[Indications, technique and results of monosegmental dorsal spondylodesis in wedge compression fractures (grade II) of the thoracolumbar spine].

1992 
: The management of wedge compression fractures of the thoracolumbar spine remains a controversial subject. Although there is an increasing tendency for operative intervention of spinal injuries, non-operative treatment of compression fracture has been the method of choice. The compression fracture is a fracture occurring during compressive forces of the anterior column due to flexion mechanisms. The more severe the compressive fracture, the more likely it will be to present, in an addition to anterior wedging, a failure of the posterior column indicating tension forces at that level. These fractures, defined as mechanically unstable and classified as compression fractures Grade II, are concentrated in the thoracolumbar region. Between June 1987 and July 1990 14 patients with compression fractures Grade II were treated posteriorly with one level internal fixation. Of the 14 patients, 9 had stabilization with plates and cerclage wire, 5 with an internal fixator. All patients received a localized fusion.
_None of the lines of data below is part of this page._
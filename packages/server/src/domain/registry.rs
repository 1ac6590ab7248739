//! Registry of live client connections.

use super::{
    entity::{ClientConnection, ConnectionChannel},
    value_object::{ConnectionId, DisplayName},
};

/// Insertion-ordered set of live connections keyed by [`ConnectionId`].
///
/// A connection appears at most once. Removal goes through the id, never
/// through a position, so churn on other entries cannot remove the wrong one.
#[derive(Debug, Default)]
pub struct ConnectionRegistry {
    connections: Vec<ClientConnection>,
}

impl ConnectionRegistry {
    pub fn new() -> Self {
        Self::default()
    }

    /// Register a newly accepted connection and return its identity
    pub fn add(&mut self, display_name: DisplayName, channel: ConnectionChannel) -> ConnectionId {
        self.add_connection(ClientConnection::new(
            ConnectionId::generate(),
            display_name,
            channel,
        ))
    }

    /// Register an already built connection. Adding the same id twice keeps
    /// the first entry.
    pub fn add_connection(&mut self, connection: ClientConnection) -> ConnectionId {
        let id = connection.id;
        if !self.contains(&id) {
            self.connections.push(connection);
        }
        id
    }

    /// Unregister a connection.
    ///
    /// Returns `None` when the id is unknown or was already removed.
    pub fn remove(&mut self, id: &ConnectionId) -> Option<ClientConnection> {
        let position = self.connections.iter().position(|c| &c.id == id)?;
        Some(self.connections.remove(position))
    }

    /// Point-in-time copy of the live connections, in registration order
    pub fn snapshot(&self) -> Vec<ClientConnection> {
        self.connections.clone()
    }

    pub fn contains(&self, id: &ConnectionId) -> bool {
        self.connections.iter().any(|c| &c.id == id)
    }

    pub fn len(&self) -> usize {
        self.connections.len()
    }

    pub fn is_empty(&self) -> bool {
        self.connections.is_empty()
    }
}
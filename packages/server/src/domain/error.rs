//! Domain errors.

use thiserror::Error;

/// Value object validation errors
#[derive(Debug, Clone, PartialEq, Eq, Error)]
pub enum ValueObjectError {
    /// Inbound text frame carried no text
    #[error("message body must not be empty")]
    EmptyMessageBody,

    /// History must be able to hold at least one message
    #[error("history capacity must be at least 1 (got {0})")]
    InvalidHistoryCapacity(usize),
}

/// Failure to queue a frame for a single connection
#[derive(Debug, Clone, PartialEq, Eq, Error)]
pub enum PushError {
    /// The receiving half is gone (the socket writer has stopped)
    #[error("connection '{0}' is closed")]
    ChannelClosed(String),
}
In order to permit a more reliable analysis of the results of our stabilizing procedures, a comparison was made with a series of 11 cases with equivalent fractures treated non-operatively between 1986 and 1989. At clinical and radiographic follow-up evaluation, the results in the operative group were much more favourable, both subjective and objective, than in the non-operative group. We derive from these results that in thoracolumbar compression fractures Grade II, posterior one level stabilization and fusion is a recommendable surgical procedure.